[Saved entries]

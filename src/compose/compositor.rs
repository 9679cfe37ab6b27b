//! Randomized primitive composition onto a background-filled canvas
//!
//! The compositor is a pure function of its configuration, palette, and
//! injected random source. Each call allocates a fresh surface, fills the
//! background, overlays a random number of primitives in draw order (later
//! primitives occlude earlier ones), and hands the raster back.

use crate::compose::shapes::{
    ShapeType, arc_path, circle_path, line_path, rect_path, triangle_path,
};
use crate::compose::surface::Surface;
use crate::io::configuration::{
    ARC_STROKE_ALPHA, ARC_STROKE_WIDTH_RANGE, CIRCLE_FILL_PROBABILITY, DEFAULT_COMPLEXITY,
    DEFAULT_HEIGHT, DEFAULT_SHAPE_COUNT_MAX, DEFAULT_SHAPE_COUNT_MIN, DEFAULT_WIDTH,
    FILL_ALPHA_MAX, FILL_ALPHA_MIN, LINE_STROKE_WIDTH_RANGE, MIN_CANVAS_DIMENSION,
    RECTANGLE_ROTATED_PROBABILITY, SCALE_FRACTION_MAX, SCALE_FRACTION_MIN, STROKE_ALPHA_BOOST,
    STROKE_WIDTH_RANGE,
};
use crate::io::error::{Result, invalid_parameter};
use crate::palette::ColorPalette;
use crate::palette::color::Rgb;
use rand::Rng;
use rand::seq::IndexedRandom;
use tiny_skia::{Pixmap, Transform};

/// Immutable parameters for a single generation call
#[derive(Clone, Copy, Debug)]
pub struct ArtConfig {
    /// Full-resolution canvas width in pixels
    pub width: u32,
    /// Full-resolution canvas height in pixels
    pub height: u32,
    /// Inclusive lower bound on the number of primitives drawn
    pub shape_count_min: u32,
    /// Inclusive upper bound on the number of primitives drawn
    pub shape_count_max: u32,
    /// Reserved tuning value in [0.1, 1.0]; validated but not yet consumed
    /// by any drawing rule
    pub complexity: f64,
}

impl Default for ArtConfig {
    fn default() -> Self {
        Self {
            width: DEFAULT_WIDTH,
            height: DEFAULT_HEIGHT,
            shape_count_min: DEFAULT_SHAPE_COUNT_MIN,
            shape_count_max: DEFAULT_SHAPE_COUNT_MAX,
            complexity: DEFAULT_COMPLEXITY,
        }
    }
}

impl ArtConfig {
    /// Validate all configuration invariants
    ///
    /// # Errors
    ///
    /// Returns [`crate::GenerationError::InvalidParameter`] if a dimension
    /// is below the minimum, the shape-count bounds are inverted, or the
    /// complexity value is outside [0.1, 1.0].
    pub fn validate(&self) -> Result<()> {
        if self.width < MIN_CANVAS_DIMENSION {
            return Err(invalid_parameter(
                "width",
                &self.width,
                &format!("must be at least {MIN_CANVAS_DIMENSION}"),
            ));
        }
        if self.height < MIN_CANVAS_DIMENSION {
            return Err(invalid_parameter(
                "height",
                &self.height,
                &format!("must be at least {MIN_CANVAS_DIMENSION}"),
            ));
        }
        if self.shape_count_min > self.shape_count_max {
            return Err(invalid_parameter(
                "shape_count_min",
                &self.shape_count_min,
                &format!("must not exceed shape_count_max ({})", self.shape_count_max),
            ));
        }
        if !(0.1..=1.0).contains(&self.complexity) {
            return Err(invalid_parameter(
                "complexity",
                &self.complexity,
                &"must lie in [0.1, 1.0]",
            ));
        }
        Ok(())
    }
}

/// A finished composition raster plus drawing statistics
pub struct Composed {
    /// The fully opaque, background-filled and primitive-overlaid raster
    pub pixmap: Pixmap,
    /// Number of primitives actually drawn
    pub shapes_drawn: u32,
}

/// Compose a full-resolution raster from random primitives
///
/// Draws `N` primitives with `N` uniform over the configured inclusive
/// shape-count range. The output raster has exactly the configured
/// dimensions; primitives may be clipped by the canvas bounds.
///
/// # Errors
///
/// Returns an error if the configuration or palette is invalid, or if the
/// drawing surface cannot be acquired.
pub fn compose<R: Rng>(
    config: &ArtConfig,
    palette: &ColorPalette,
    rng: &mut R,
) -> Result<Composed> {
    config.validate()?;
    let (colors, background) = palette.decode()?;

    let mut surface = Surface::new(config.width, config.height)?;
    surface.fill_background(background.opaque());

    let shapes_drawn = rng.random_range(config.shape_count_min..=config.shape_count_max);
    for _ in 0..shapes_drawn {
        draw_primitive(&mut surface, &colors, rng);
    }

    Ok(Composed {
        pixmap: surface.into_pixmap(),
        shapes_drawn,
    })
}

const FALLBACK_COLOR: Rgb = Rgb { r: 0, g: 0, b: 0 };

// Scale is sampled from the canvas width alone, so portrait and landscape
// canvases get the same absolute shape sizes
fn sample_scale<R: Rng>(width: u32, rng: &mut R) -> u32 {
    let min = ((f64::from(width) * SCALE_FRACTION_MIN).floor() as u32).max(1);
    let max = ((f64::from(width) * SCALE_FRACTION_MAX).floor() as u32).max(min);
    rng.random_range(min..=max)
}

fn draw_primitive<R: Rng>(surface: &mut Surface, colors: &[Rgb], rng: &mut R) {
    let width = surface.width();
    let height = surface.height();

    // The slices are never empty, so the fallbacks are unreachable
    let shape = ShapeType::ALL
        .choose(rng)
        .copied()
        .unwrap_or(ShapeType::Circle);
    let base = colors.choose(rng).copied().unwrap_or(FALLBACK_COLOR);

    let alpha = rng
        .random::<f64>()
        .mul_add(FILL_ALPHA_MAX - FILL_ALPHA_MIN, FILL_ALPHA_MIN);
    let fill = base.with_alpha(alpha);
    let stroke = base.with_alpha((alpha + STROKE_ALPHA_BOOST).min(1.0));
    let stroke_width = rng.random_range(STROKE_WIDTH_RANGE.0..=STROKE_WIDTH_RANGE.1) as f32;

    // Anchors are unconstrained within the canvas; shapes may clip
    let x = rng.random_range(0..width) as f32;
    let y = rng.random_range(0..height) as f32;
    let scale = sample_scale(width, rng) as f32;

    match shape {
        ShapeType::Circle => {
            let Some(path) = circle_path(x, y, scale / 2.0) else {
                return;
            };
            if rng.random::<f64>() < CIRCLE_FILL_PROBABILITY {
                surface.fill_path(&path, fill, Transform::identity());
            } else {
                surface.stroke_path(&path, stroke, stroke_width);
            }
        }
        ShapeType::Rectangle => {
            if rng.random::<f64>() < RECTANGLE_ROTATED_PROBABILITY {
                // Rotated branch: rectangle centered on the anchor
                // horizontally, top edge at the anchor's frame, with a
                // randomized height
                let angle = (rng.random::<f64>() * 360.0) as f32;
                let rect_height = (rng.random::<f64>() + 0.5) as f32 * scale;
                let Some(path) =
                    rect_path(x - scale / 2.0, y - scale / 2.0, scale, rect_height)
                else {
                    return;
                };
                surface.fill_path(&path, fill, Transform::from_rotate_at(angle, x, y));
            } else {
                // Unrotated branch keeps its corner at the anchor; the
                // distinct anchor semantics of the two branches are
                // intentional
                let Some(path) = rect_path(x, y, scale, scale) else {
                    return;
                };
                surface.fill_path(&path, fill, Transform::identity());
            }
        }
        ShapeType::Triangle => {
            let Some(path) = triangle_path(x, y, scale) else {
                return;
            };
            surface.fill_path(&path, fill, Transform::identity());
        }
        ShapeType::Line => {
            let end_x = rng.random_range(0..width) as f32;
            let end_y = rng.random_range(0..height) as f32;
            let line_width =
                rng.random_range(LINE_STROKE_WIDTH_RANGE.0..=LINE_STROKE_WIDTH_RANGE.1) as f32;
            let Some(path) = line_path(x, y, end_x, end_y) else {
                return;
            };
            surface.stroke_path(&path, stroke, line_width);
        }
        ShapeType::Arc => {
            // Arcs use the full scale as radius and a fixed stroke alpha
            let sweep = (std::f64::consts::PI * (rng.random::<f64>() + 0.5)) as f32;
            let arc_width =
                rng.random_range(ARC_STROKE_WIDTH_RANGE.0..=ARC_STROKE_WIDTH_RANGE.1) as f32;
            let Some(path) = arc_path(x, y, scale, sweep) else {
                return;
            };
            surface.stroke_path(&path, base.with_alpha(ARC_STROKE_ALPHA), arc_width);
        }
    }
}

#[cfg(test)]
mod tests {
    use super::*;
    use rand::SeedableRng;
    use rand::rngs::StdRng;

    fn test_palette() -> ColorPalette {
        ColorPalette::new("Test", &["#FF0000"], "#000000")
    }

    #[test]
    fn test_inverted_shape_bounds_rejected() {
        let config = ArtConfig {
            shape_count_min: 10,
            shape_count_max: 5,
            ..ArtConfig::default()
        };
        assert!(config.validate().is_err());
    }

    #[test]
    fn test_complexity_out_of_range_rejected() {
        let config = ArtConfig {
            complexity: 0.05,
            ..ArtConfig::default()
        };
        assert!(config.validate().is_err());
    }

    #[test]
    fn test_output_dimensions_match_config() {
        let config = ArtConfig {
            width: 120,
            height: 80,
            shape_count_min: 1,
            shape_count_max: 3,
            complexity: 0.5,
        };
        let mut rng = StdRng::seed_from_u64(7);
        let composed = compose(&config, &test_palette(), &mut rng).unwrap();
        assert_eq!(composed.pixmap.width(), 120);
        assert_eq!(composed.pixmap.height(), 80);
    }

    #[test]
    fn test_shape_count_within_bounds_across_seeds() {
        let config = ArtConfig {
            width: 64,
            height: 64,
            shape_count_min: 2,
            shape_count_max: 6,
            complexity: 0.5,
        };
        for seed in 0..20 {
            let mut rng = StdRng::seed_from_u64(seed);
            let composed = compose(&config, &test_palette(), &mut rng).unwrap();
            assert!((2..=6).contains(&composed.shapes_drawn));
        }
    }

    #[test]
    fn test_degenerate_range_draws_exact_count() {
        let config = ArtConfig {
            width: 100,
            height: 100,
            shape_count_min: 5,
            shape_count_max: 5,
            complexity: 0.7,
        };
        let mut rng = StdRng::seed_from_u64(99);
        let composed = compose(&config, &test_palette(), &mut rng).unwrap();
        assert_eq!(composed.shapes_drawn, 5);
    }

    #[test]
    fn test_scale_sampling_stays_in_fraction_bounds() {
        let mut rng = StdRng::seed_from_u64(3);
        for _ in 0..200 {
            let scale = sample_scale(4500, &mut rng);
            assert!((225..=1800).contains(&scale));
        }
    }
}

**WHAT IS REQUIRED**
Output the line bearing "assert!((2..=6).contains(&composed.shapes_drawn));" along with all the lines after it through the end of the entries, exactly, and no other lines.

**EXERCISE SOLUTION**
            assert!((2..=6).contains(&composed.shapes_drawn));
        }
    }

    #[test]
    fn test_degenerate_range_draws_exact_count() {
        let config = ArtConfig {
            width: 100,
            height: 100,
            shape_count_min: 5,
            shape_count_max: 5,
            complexity: 0.7,
        };
        let mut rng = StdRng::seed_from_u64(99);
        let composed = compose(&config, &test_palette(), &mut rng).unwrap();
        assert_eq!(composed.shapes_drawn, 5);
    }

    #[test]
    fn test_scale_sampling_stays_in_fraction_bounds() {
        let mut rng = StdRng::seed_from_u64(3);
        for _ in 0..200 {
            let scale = sample_scale(4500, &mut rng);
            assert!((225..=1800).contains(&scale));
        }
    }
}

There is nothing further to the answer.